LOS ANGELES — In Wednesday's powerful season finale of "The West Wing," beleaguered President Josiah Bartlet lashed out at God — in two languages.

First in English and then Latin, Bartlet lamented life's cruel twists, including the death of his longtime secretary in a drunken-driving accident, and reproached God.

The monologue took place in the National Cathedral, just after Dolores Landingham's funeral and before the president appeared on TV to admit he has hidden a disease, multiple sclerosis, from the public.

His nerves raw and his faith tested — he has been shown as a devout Catholic in the NBC drama — Bartlet sat impassively through the funeral service, then asked for time alone.

The president, played by Martin Sheen, then proceeded to fill the vast cathedral with his anger.

"She bought her first new car and you hit her with a drunk driver. What? That's supposed to be funny?" Bartlet asked, then added bitterly: "Have I displeased you, you feckless thug?"

He wasn't through. The next 20 seconds of his tirade were delivered in Latin, once the traditional language of the Catholic Church. His anger was clear, even if only Latin scholars could parse the specifics.

Here's the translation included with "The West Wing" shooting script:

"Am I really to believe that these are the acts of a loving God? A just God? A wise God?" Bartlet exclaims. "To h--- with your punishments. I was your servant here on Earth. And I spread your word and I did your work. To h--- with your punishments. To h---with you."

The scene ended with Bartlet, in a gesture of contempt, crushing a cigarette butt on the cathedral floor.

"You get Hoynes," he tells God, apparently signaling his decision not to seek re-election and to clear the way for Vice President John Hoynes (Tim Matheson) to head the Democratic ticket.

But the rest of the episode left doubt about Bartlet's intentions. There was a wrenching scene in which he imagines Landingham had reappeared, scolding him for self-pity.

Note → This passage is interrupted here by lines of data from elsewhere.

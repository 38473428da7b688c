//! skiffnode — the Skiff node agent.
//!
//! Registers with the panel, heartbeats with host metrics, pulls rendered
//! forwarder configs and applies them with validate/snapshot/swap/rollback
//! semantics, submits traffic counters, and executes panel-issued commands.

#![forbid(unsafe_code)]

pub mod client;
pub mod commands;
pub mod config;
pub mod error;
pub mod forwarder;
pub mod health;
pub mod metrics;
pub mod supervisor;
pub mod traffic;

pub use client::PanelClient;
pub use config::AgentConfig;
pub use supervisor::Agent;
impl Agent {
    pub fn new(config: AgentConfig) -> AgentResult<Arc<Self>> {
        let client = PanelClient::new(&config.panel.url, &config.panel.token)?;
        let settings = ForwarderSettings::from_config(&config.forwarder, &config.state_dir);
        Ok(Arc::new(Self {
            client,
            manager: Arc::new(Mutex::new(ForwarderManager::new(settings))),
            status: Arc::new(RwLock::new(AgentStatus::default())),
            sync_notify: Arc::new(Notify::new()),
            register_notify: Arc::new(Notify::new()),
            config,
        }))
    }

    pub fn status_handle(&self) -> Arc<RwLock<AgentStatus>> {
        self.status.clone()
    }

    // ─── Single iterations (the loops below wrap these) ───────────────────

    fn register_request(&self) -> RegisterRequest {
        RegisterRequest {
            token: self.config.panel.token.clone(),
            agent_version: env!("CARGO_PKG_VERSION").to_string(),
            hostname: hostname::get()
                .map(|h| h.to_string_lossy().to_string())
                .unwrap_or_else(|_| "unknown".to_string()),
            os: std::env::consts::OS.to_string(),
            arch: std::env::consts::ARCH.to_string(),
        }
    }

    /// One registration attempt. On success the agent knows its node id and
    /// immediately wakes the sync task for a first config pull.
    pub async fn register_once(&self) -> AgentResult<()> {
        let response = self.client.register(&self.register_request()).await?;
        info!(node = %response.node_id, "registered with panel");
        {
            let mut status = self.status.write().await;
            status.registered = true;
            status.node_id = Some(response.node_id);
        }
        self.sync_notify.notify_one();
        Ok(())
    }

    /// One heartbeat: metrics out, fingerprint and commands back.
    pub async fn heartbeat_once(&self, collector: &mut MetricsCollector) -> AgentResult<()> {
        let (alive, applied, binary_missing) = {
            let mut manager = self.manager.lock().await;
            (
                manager.is_alive(),
                manager.last_applied_fingerprint().map(str::to_string),
                manager.binary_missing(),
            )
        };
        let request = HeartbeatRequest {
            metrics: collector.collect(alive, 0),
            agent_version: env!("CARGO_PKG_VERSION").to_string(),
            applied_fingerprint: applied.clone(),
            last_apply_error: self.status.read().await.last_apply_error,
            binary_missing,
        };

        let response = match self.client.heartbeat(&request).await {
            Ok(response) => response,
            Err(e) if e.is_auth() => {
                warn!("heartbeat rejected; returning to registration");
                self.status.write().await.registered = false;
                self.register_notify.notify_one();
                return Err(e);
            }
            Err(e) => return Err(e),
        };

        self.status.write().await.forwarder_alive = alive;

        if let Some(fingerprint) = &response.fingerprint
            && applied.as_deref() != Some(fingerprint.as_str())
        {
            debug!(panel = %fingerprint, applied = ?applied, "fingerprint differs; waking config sync");
            self.sync_notify.notify_one();
        }

        // Commands run sequentially; each result goes straight back.
        for command in &response.commands {
            let report = execute_command(command, &self.manager, &self.sync_notify).await;
            if let Err(e) = self.client.post_command_result(&report).await {
                warn!(command = %command.id, error = %e, "failed to post command result");
            }
        }
        Ok(())
    }

    /// One config sync: conditional fetch, then the apply pipeline.
    pub async fn sync_once(&self) {
        let applied = {
            let manager = self.manager.lock().await;
            manager.last_applied_fingerprint().map(str::to_string)
        };
        match self.client.fetch_config(applied.as_deref()).await {
            Ok(Some(document)) => {
                let mut manager = self.manager.lock().await;
                match manager.apply(&document.config, &document.fingerprint).await {
                    Ok(()) => {
                        let mut status = self.status.write().await;
                        status.last_apply_error = None;
                        status.forwarder_alive = true;
                        info!(fingerprint = %document.fingerprint, "new config applied");
                    }
                    Err(e) => {
                        warn!(fingerprint = %document.fingerprint, error = %e, "config apply failed");
                        let mut status = self.status.write().await;
                        status.last_apply_error = Some(e.code());
                        status.forwarder_alive = manager.is_alive();
                    }
                }
            }
            Ok(None) => debug!("config already current"),
            Err(e) if e.is_auth() => {
                self.status.write().await.registered = false;
                self.register_notify.notify_one();
            }
            Err(e) => warn!(error = %e, "config fetch failed"),
        }
    }

    /// One traffic submission. An unacknowledged batch keeps its id and is
    /// retried verbatim, so server-side idempotency absorbs the retry.
    pub async fn traffic_once(
        &self,
        source: &mut StatsFileSource,
        buffer: &mut Vec<skiff_proto::TrafficSampleWire>,
        outstanding: &mut Option<TrafficBatch>,
    ) {
        buffer.extend(source.drain(Utc::now()));
        if outstanding.is_none() && !buffer.is_empty() {
            *outstanding = Some(TrafficBatch {
                batch_id: Uuid::new_v4().to_string(),
                samples: std::mem::take(buffer),
            });
        }
        let Some(batch) = outstanding.as_ref() else {
            return;
        };
        match self.client.submit_traffic(batch).await {
            Ok(ack) => {
                debug!(batch = %batch.batch_id, accepted = ack.accepted, duplicate = ack.duplicate, "traffic submitted");
                *outstanding = None;
            }
            Err(e) => warn!(batch = %batch.batch_id, error = %e, "traffic submission failed; will retry"),
        }
    }

    // ─── Long-lived loops ─────────────────────────────────────────────────

    async fn registration_loop(self: Arc<Self>, mut shutdown: watch::Receiver<bool>) {
        let mut backoff = Backoff::new(
            Duration::from_secs(self.config.panel.reconnect_interval_secs),
            Duration::from_secs(self.config.panel.max_reconnect_delay_secs),
        );
        loop {
            if self.status.read().await.registered {
                tokio::select! {
                    _ = self.register_notify.notified() => {}
                    _ = shutdown.changed() => if *shutdown.borrow() { return; }
                }
                continue;
            }
            match self.register_once().await {
                Ok(()) => backoff.reset(),
                Err(e) => {
                    let delay = backoff.next_delay();
                    warn!(error = %e, delay_ms = delay.as_millis() as u64, "registration failed; backing off");
                    tokio::select! {
                        _ = tokio::time::sleep(delay) => {}
                        _ = shutdown.changed() => if *shutdown.borrow() { return; }
                    }
                }
            }
        }
    }

    async fn heartbeat_loop(self: Arc<Self>, mut shutdown: watch::Receiver<bool>) {
        let mut collector = MetricsCollector::new();
        let mut ticker =
            tokio::time::interval(Duration::from_secs(self.config.heartbeat.interval_secs));
        loop {
            tokio::select! {
                _ = ticker.tick() => {
                    if !self.status.read().await.registered {
                        continue;
                    }
                    if let Err(e) = self.heartbeat_once(&mut collector).await {
                        warn!(error = %e, "heartbeat failed");
                    }
                }
                _ = shutdown.changed() => if *shutdown.borrow() { return; }
            }
        }
    }

    async fn sync_loop(self: Arc<Self>, mut shutdown: watch::Receiver<bool>) {
        let mut ticker = tokio::time::interval(Duration::from_secs(self.config.sync.interval_secs));
        loop {
            tokio::select! {
                _ = ticker.tick() => {
                    if self.status.read().await.registered {
                        self.sync_once().await;
                    }
                }
                _ = self.sync_notify.notified() => {
                    if self.status.read().await.registered {
                        self.sync_once().await;
                    }
                }
                _ = shutdown.changed() => if *shutdown.borrow() { return; }
            }
        }
    }

    async fn traffic_loop(self: Arc<Self>, mut shutdown: watch::Receiver<bool>) {
        let mut source = StatsFileSource::new(self.config.forwarder.stats_path.clone());
        let mut buffer = Vec::new();
        let mut outstanding = None;
        let mut ticker =
            tokio::time::interval(Duration::from_secs(self.config.traffic.interval_secs));
        loop {
            tokio::select! {
                _ = ticker.tick() => {
                    if self.status.read().await.registered {
                        self.traffic_once(&mut source, &mut buffer, &mut outstanding).await;
                    }
                }
                _ = shutdown.changed() => if *shutdown.borrow() { return; }
            }
        }
    }

    /// Run until interrupted. Shutdown lets every task finish its current
    /// iteration under a hard deadline, then stops the forwarder.
    pub async fn run(self: Arc<Self>) -> AgentResult<()> {
        info!(
            panel = %self.config.panel.url,
            heartbeat_secs = self.config.heartbeat.interval_secs,
            sync_secs = self.config.sync.interval_secs,
            "starting skiffnode"
        );

        // Start the forwarder on the previously applied config, if present.
        {
            let mut manager = self.manager.lock().await;
            if manager.settings().config_path.exists() {
                if let Err(e) = manager.restart().await {
                    warn!(error = %e, "could not start forwarder on existing config");
                }
            } else if let Err(e) = manager.ensure_binary().await {
                warn!(error = %e, "forwarder binary unavailable at startup");
            }
        }

        let (shutdown_tx, shutdown_rx) = watch::channel(false);
        let mut tasks = tokio::task::JoinSet::new();
        tasks.spawn(self.clone().registration_loop(shutdown_rx.clone()));
        tasks.spawn(self.clone().heartbeat_loop(shutdown_rx.clone()));
        tasks.spawn(self.clone().sync_loop(shutdown_rx.clone()));
        tasks.spawn(self.clone().traffic_loop(shutdown_rx.clone()));
        if self.config.health.port > 0 {
            tasks.spawn(crate::health::serve(
                self.config.health.port,
                self.status.clone(),
                shutdown_rx.clone(),
            ));
        }

        tokio::signal::ctrl_c()
            .await
            .map_err(|e| AgentError::Config(format!("signal handler: {e}")))?;
        info!("shutdown signal received");
        let _ = shutdown_tx.send(true);

        let drain = async {
            while tasks.join_next().await.is_some() {}
        };
        if tokio::time::timeout(SHUTDOWN_DEADLINE, drain).await.is_err() {
            warn!("tasks did not stop within the shutdown deadline; aborting");
            tasks.abort_all();
        }

        self.manager.lock().await.stop().await;
        info!("skiffnode stopped");
        Ok(())
    }
}
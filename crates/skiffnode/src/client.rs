//! HTTP client for the panel API, shared by every agent task.

use rand::Rng;
use reqwest::StatusCode;
use serde::Serialize;
use serde::de::DeserializeOwned;
use std::time::Duration;
use tracing::debug;

use skiff_proto::{
    CommandReport, ConfigDocument, Envelope, ErrorCode, HeartbeatRequest, HeartbeatResponse,
    NODE_TOKEN_HEADER, RegisterRequest, RegisterResponse, TrafficAck, TrafficBatch,
};

use crate::error::{AgentError, AgentResult};

const REQUEST_TIMEOUT: Duration = Duration::from_secs(15);

// ─── Backoff ──────────────────────────────────────────────────────────────────

/// Exponential backoff with full jitter, capped. Shared by the registration
/// and heartbeat reconnect paths.
#[derive(Debug, Clone)]
pub struct Backoff {
    base: Duration,
    cap: Duration,
    attempt: u32,
}

impl Backoff {
    pub fn new(base: Duration, cap: Duration) -> Self {
        Self {
            base,
            cap,
            attempt: 0,
        }
    }

    /// Next delay: uniform in `[0, min(cap, base × 2^attempt)]`.
    pub fn next_delay(&mut self) -> Duration {
        let exp = self
            .base
            .saturating_mul(2u32.saturating_pow(self.attempt.min(16)));
        let ceiling = exp.min(self.cap);
        self.attempt = self.attempt.saturating_add(1);
        let millis = ceiling.as_millis().max(1) as u64;
        Duration::from_millis(rand::thread_rng().gen_range(0..=millis))
    }

    /// The ceiling the next delay would be drawn from, without jitter.
    pub fn current_ceiling(&self) -> Duration {
        self.base
            .saturating_mul(2u32.saturating_pow(self.attempt.min(16)))
            .min(self.cap)
    }

    pub fn reset(&mut self) {
        self.attempt = 0;
    }
}

// ─── Client ───────────────────────────────────────────────────────────────────

#[derive(Clone)]
pub struct PanelClient {
    base_url: String,
    token: String,
    http: reqwest::Client,
}

impl PanelClient {
    pub fn new(base_url: &str, token: &str) -> AgentResult<Self> {
        let http = reqwest::Client::builder()
            .timeout(REQUEST_TIMEOUT)
            .build()?;
        Ok(Self {
            base_url: base_url.trim_end_matches('/').to_string(),
            token: token.to_string(),
            http,
        })
    }

    fn url(&self, path: &str) -> String {
        format!("{}{path}", self.base_url)
    }

    async fn post<B: Serialize, T: DeserializeOwned>(&self, path: &str, body: &B) -> AgentResult<T> {
        let response = self
            .http
            .post(self.url(path))
            .header(NODE_TOKEN_HEADER, &self.token)
            .json(body)
            .send()
            .await?;
        decode_envelope(response).await
    }

    pub async fn register(&self, request: &RegisterRequest) -> AgentResult<RegisterResponse> {
        self.post("/node/register", request).await
    }

    pub async fn heartbeat(&self, request: &HeartbeatRequest) -> AgentResult<HeartbeatResponse> {
        self.post("/node/heartbeat", request).await
    }

    /// Pull the rendered config. `None` when the panel's fingerprint matches
    /// `last_applied` (304, no bytes on the wire).
    pub async fn fetch_config(&self, last_applied: Option<&str>) -> AgentResult<Option<ConfigDocument>> {
        let mut request = self
            .http
            .get(self.url("/node/config"))
            .header(NODE_TOKEN_HEADER, &self.token);
        if let Some(fingerprint) = last_applied {
            request = request.header(reqwest::header::IF_NONE_MATCH, fingerprint);
        }
        let response = request.send().await?;
        if response.status() == StatusCode::NOT_MODIFIED {
            debug!("config unchanged (304)");
            return Ok(None);
        }
        let document: ConfigDocument = decode_envelope(response).await?;
        Ok(Some(document))
    }

    pub async fn submit_traffic(&self, batch: &TrafficBatch) -> AgentResult<TrafficAck> {
        self.post("/node/traffic", batch).await
    }

    pub async fn post_command_result(&self, report: &CommandReport) -> AgentResult<serde_json::Value> {
        self.post("/node/command/result", report).await
    }
}

async fn decode_envelope<T: DeserializeOwned>(response: reqwest::Response) -> AgentResult<T> {
    let status = response.status();
    let envelope: Envelope<T> = response.json().await?;
    if let Some(data) = envelope.data
        && envelope.ok
    {
        return Ok(data);
    }
    let (code, message) = envelope
        .error
        .map(|e| (e.code, e.message))
        .unwrap_or((ErrorCode::InternalError, format!("http {status}")));
    if status == StatusCode::UNAUTHORIZED {
        return Err(AgentError::Auth);
    }
    Err(AgentError::Api { code, message })
}

#[cfg(test)]
mod tests {
    use super::*;

    #[test]
    fn test_backoff_jitter_stays_under_ceiling() {
        let mut backoff = Backoff::new(Duration::from_secs(1), Duration::from_secs(300));
        for _ in 0..20 {
            let ceiling = backoff.current_ceiling();
            let delay = backoff.next_delay();
            assert!(delay <= ceiling, "delay {delay:?} above ceiling {ceiling:?}");
        }
    }

    #[test]
    fn test_backoff_ceiling_doubles_and_caps() {
        let mut backoff = Backoff::new(Duration::from_secs(5), Duration::from_secs(300));
        assert_eq!(backoff.current_ceiling(), Duration::from_secs(5));
        backoff.next_delay();
        assert_eq!(backoff.current_ceiling(), Duration::from_secs(10));
        backoff.next_delay();
        assert_eq!(backoff.current_ceiling(), Duration::from_secs(20));
        for _ in 0..10 {
            backoff.next_delay();
        }
        assert_eq!(backoff.current_ceiling(), Duration::from_secs(300));
    }

    #[test]
    fn test_backoff_reset() {
        let mut backoff = Backoff::new(Duration::from_secs(5), Duration::from_secs(300));
        for _ in 0..5 {
            backoff.next_delay();
        }
        backoff.reset();
        assert_eq!(backoff.current_ceiling(), Duration::from_secs(5));
    }

    #[test]
    fn test_base_url_trailing_slash_trimmed() {
        let client = PanelClient::new("https://panel.example.net/", "tok").expect("client");
        assert_eq!(client.url("/node/config"), "https://panel.example.net/node/config");
    }
}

"There are people way worse off than you," she said. "If you don't want to run again, I respect that. But if you don't run because you think it's gonna be too hard or you think you're gonna lose — well, Jed, I don't even want to know you."

Questioned at a news conference about his plans, the president adopts a look of resolve but doesn't respond before the hour ends — another TV cliffhanger for viewers to ponder this summer.